Data records:
■ ■ ■ ■ ■
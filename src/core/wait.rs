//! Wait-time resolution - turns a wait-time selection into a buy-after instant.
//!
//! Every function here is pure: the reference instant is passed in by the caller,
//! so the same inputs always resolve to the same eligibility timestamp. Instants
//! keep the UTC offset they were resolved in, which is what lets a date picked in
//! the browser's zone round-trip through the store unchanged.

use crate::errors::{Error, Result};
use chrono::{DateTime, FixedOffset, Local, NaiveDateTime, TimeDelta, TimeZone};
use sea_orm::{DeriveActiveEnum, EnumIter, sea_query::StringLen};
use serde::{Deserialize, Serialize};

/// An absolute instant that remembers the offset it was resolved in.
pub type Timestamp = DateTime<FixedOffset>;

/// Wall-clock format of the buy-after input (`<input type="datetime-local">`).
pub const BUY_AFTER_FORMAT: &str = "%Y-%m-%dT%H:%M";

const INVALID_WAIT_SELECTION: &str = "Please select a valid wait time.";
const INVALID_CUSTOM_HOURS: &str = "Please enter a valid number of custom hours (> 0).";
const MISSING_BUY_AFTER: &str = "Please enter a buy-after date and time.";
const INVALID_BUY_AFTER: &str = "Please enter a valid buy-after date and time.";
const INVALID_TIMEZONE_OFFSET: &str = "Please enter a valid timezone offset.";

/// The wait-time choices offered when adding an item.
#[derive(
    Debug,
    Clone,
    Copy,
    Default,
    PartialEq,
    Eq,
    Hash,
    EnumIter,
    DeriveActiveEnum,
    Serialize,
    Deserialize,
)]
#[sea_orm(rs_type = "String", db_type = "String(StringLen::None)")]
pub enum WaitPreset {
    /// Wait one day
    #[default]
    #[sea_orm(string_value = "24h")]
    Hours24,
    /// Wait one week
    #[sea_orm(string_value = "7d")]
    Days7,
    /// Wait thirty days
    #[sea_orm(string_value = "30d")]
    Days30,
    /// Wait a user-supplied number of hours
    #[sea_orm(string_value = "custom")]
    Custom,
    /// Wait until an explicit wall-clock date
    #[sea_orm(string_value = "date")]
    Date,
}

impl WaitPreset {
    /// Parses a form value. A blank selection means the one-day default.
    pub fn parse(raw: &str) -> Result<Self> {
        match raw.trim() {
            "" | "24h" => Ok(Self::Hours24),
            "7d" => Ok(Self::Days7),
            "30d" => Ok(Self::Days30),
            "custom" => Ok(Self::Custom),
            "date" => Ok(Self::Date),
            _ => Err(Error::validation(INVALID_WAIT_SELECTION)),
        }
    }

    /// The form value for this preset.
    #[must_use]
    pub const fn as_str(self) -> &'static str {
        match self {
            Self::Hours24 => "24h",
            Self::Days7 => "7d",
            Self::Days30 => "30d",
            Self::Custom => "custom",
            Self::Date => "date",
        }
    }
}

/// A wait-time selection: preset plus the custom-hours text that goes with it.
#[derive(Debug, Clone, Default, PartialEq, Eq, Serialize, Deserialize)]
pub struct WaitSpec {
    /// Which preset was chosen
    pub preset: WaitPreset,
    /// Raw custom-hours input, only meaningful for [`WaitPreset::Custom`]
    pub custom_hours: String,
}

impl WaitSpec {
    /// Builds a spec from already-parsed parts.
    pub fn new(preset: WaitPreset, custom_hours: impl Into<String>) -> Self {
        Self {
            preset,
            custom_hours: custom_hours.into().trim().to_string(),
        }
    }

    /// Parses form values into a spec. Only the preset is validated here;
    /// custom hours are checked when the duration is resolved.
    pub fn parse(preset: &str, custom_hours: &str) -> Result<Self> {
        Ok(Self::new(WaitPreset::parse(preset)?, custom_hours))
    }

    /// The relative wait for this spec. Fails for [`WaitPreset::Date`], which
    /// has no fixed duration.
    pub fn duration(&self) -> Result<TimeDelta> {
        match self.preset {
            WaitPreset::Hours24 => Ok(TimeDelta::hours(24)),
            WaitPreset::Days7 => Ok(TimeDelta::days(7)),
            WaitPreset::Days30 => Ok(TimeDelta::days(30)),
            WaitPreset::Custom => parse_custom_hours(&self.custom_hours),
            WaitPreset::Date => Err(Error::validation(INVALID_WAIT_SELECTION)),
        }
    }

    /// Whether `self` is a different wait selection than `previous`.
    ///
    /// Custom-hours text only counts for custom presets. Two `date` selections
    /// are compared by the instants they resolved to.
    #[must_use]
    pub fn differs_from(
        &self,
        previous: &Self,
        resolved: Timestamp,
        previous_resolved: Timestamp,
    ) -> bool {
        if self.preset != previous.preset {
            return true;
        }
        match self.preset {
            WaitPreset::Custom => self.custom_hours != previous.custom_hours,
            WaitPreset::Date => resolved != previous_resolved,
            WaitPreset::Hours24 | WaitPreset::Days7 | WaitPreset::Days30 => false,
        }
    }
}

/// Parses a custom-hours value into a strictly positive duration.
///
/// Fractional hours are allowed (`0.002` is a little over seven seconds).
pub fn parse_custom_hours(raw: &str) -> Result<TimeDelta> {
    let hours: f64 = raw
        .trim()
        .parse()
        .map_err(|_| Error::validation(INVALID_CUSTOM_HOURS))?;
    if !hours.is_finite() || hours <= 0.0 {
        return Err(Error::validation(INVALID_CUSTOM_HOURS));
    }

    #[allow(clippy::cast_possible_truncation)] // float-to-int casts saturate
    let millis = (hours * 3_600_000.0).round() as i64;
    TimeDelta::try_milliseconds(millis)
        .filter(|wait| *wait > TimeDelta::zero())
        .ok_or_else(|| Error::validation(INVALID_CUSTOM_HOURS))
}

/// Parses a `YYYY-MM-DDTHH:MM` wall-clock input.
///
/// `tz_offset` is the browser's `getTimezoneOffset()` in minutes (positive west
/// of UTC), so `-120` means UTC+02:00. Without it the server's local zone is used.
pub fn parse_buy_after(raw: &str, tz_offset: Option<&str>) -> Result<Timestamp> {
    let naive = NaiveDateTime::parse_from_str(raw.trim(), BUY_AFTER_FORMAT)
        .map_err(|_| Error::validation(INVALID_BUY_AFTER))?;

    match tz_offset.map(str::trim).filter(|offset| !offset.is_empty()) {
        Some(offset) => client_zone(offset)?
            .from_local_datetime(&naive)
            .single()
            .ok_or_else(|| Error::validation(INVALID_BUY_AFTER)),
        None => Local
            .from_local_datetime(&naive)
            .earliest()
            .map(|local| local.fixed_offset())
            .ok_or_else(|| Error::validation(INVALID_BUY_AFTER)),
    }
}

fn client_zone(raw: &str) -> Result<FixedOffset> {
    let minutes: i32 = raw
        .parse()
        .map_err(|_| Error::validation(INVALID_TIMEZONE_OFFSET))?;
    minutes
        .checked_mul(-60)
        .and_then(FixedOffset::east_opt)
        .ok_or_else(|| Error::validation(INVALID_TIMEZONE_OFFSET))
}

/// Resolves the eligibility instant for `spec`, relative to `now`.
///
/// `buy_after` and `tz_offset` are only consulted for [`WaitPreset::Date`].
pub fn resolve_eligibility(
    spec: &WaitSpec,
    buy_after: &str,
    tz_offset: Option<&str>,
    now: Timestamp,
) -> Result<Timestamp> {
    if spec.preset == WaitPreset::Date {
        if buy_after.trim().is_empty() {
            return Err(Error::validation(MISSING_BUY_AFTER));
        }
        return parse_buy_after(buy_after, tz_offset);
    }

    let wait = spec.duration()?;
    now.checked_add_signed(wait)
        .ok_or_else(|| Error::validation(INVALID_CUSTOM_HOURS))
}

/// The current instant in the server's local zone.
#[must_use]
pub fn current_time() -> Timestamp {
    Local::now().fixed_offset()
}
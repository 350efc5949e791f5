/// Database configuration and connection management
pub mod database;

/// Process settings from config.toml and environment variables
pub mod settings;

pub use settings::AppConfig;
■ ■ ■ ■ ■
• [Directions]:
Exactly as written, give the records again.

• [Response]:
filename src/core/wait.rs
//! Wait-time resolution - turns a wait-time selection into a buy-after instant.
//!
//! Every function here is pure: the reference instant is passed in by the caller,
//! so the same inputs always resolve to the same eligibility timestamp. Instants
//! keep the UTC offset they were resolved in, which is what lets a date picked in
//! the browser's zone round-trip through the store unchanged.

use crate::errors::{Error, Result};
use chrono::{DateTime, FixedOffset, Local, NaiveDateTime, TimeDelta, TimeZone};
use sea_orm::{DeriveActiveEnum, EnumIter, sea_query::StringLen};
use serde::{Deserialize, Serialize};

/// An absolute instant that remembers the offset it was resolved in.
pub type Timestamp = DateTime<FixedOffset>;

/// Wall-clock format of the buy-after input (`<input type="datetime-local">`).
pub const BUY_AFTER_FORMAT: &str = "%Y-%m-%dT%H:%M";

const INVALID_WAIT_SELECTION: &str = "Please select a valid wait time.";
const INVALID_CUSTOM_HOURS: &str = "Please enter a valid number of custom hours (> 0).";
const MISSING_BUY_AFTER: &str = "Please enter a buy-after date and time.";
const INVALID_BUY_AFTER: &str = "Please enter a valid buy-after date and time.";
const INVALID_TIMEZONE_OFFSET: &str = "Please enter a valid timezone offset.";

/// The wait-time choices offered when adding an item.
#[derive(
    Debug,
    Clone,
    Copy,
    Default,
    PartialEq,
    Eq,
    Hash,
    EnumIter,
    DeriveActiveEnum,
    Serialize,
    Deserialize,
)]
#[sea_orm(rs_type = "String", db_type = "String(StringLen::None)")]
pub enum WaitPreset {
    /// Wait one day
    #[default]
    #[sea_orm(string_value = "24h")]
    Hours24,
    /// Wait one week
    #[sea_orm(string_value = "7d")]
    Days7,
    /// Wait thirty days
    #[sea_orm(string_value = "30d")]
    Days30,
    /// Wait a user-supplied number of hours
    #[sea_orm(string_value = "custom")]
    Custom,
    /// Wait until an explicit wall-clock date
    #[sea_orm(string_value = "date")]
    Date,
}

impl WaitPreset {
    /// Parses a form value. A blank selection means the one-day default.
    pub fn parse(raw: &str) -> Result<Self> {
        match raw.trim() {
            "" | "24h" => Ok(Self::Hours24),
            "7d" => Ok(Self::Days7),
            "30d" => Ok(Self::Days30),
            "custom" => Ok(Self::Custom),
            "date" => Ok(Self::Date),
            _ => Err(Error::validation(INVALID_WAIT_SELECTION)),
        }
    }

    /// The form value for this preset.
    #[must_use]
    pub const fn as_str(self) -> &'static str {
        match self {
            Self::Hours24 => "24h",
            Self::Days7 => "7d",
            Self::Days30 => "30d",
            Self::Custom => "custom",
            Self::Date => "date",
        }
    }
}

/// A wait-time selection: preset plus the custom-hours text that goes with it.
#[derive(Debug, Clone, Default, PartialEq, Eq, Serialize, Deserialize)]
pub struct WaitSpec {
    /// Which preset was chosen
    pub preset: WaitPreset,
    /// Raw custom-hours input, only meaningful for [`WaitPreset::Custom`]
    pub custom_hours: String,
}

impl WaitSpec {
    /// Builds a spec from already-parsed parts.
    pub fn new(preset: WaitPreset, custom_hours: impl Into<String>) -> Self {
        Self {
            preset,
            custom_hours: custom_hours.into().trim().to_string(),
        }
    }

    /// Parses form values into a spec. Only the preset is validated here;
    /// custom hours are checked when the duration is resolved.
    pub fn parse(preset: &str, custom_hours: &str) -> Result<Self> {
        Ok(Self::new(WaitPreset::parse(preset)?, custom_hours))
    }

    /// The relative wait for this spec. Fails for [`WaitPreset::Date`], which
    /// has no fixed duration.
    pub fn duration(&self) -> Result<TimeDelta> {
        match self.preset {
            WaitPreset::Hours24 => Ok(TimeDelta::hours(24)),
            WaitPreset::Days7 => Ok(TimeDelta::days(7)),
            WaitPreset::Days30 => Ok(TimeDelta::days(30)),
            WaitPreset::Custom => parse_custom_hours(&self.custom_hours),
            WaitPreset::Date => Err(Error::validation(INVALID_WAIT_SELECTION)),
        }
    }

    /// Whether `self` is a different wait selection than `previous`.
    ///
    /// Custom-hours text only counts for custom presets. Two `date` selections
    /// are compared by the instants they resolved to.
    #[must_use]
    pub fn differs_from(
        &self,
        previous: &Self,
        resolved: Timestamp,
        previous_resolved: Timestamp,
    ) -> bool {
        if self.preset != previous.preset {
            return true;
        }
        match self.preset {
            WaitPreset::Custom => self.custom_hours != previous.custom_hours,
            WaitPreset::Date => resolved != previous_resolved,
            WaitPreset::Hours24 | WaitPreset::Days7 | WaitPreset::Days30 => false,
        }
    }
}

/// Parses a custom-hours value into a strictly positive duration.
///
/// Fractional hours are allowed (`0.002` is a little over seven seconds).
pub fn parse_custom_hours(raw: &str) -> Result<TimeDelta> {
    let hours: f64 = raw
        .trim()
        .parse()
        .map_err(|_| Error::validation(INVALID_CUSTOM_HOURS))?;
    if !hours.is_finite() || hours <= 0.0 {
        return Err(Error::validation(INVALID_CUSTOM_HOURS));
    }

    #[allow(clippy::cast_possible_truncation)] // float-to-int casts saturate
    let millis = (hours * 3_600_000.0).round() as i64;
    TimeDelta::try_milliseconds(millis)
        .filter(|wait| *wait > TimeDelta::zero())
        .ok_or_else(|| Error::validation(INVALID_CUSTOM_HOURS))
}

/// Parses a `YYYY-MM-DDTHH:MM` wall-clock input.
///
/// `tz_offset` is the browser's `getTimezoneOffset()` in minutes (positive west
/// of UTC), so `-120` means UTC+02:00. Without it the server's local zone is used.
pub fn parse_buy_after(raw: &str, tz_offset: Option<&str>) -> Result<Timestamp> {
    let naive = NaiveDateTime::parse_from_str(raw.trim(), BUY_AFTER_FORMAT)
        .map_err(|_| Error::validation(INVALID_BUY_AFTER))?;

    match tz_offset.map(str::trim).filter(|offset| !offset.is_empty()) {
        Some(offset) => client_zone(offset)?
            .from_local_datetime(&naive)
            .single()
            .ok_or_else(|| Error::validation(INVALID_BUY_AFTER)),
        None => Local
            .from_local_datetime(&naive)
            .earliest()
            .map(|local| local.fixed_offset())
            .ok_or_else(|| Error::validation(INVALID_BUY_AFTER)),
    }
}

fn client_zone(raw: &str) -> Result<FixedOffset> {
    let minutes: i32 = raw
        .parse()
        .map_err(|_| Error::validation(INVALID_TIMEZONE_OFFSET))?;
    minutes
        .checked_mul(-60)
        .and_then(FixedOffset::east_opt)
        .ok_or_else(|| Error::validation(INVALID_TIMEZONE_OFFSET))
}

/// Resolves the eligibility instant for `spec`, relative to `now`.
///
/// `buy_after` and `tz_offset` are only consulted for [`WaitPreset::Date`].
pub fn resolve_eligibility(
    spec: &WaitSpec,
    buy_after: &str,
    tz_offset: Option<&str>,
    now: Timestamp,
) -> Result<Timestamp> {
    if spec.preset == WaitPreset::Date {
        if buy_after.trim().is_empty() {
            return Err(Error::validation(MISSING_BUY_AFTER));
        }
        return parse_buy_after(buy_after, tz_offset);
    }

    let wait = spec.duration()?;
    now.checked_add_signed(wait)
        .ok_or_else(|| Error::validation(INVALID_CUSTOM_HOURS))
}

/// The current instant in the server's local zone.
#[must_use]
pub fn current_time() -> Timestamp {
    Local::now().fixed_offset()
}
repository 350efc5949e791f5
/// Database configuration and connection management
pub mod database;

/// Process settings from config.toml and environment variables
pub mod settings;

pub use settings::AppConfig;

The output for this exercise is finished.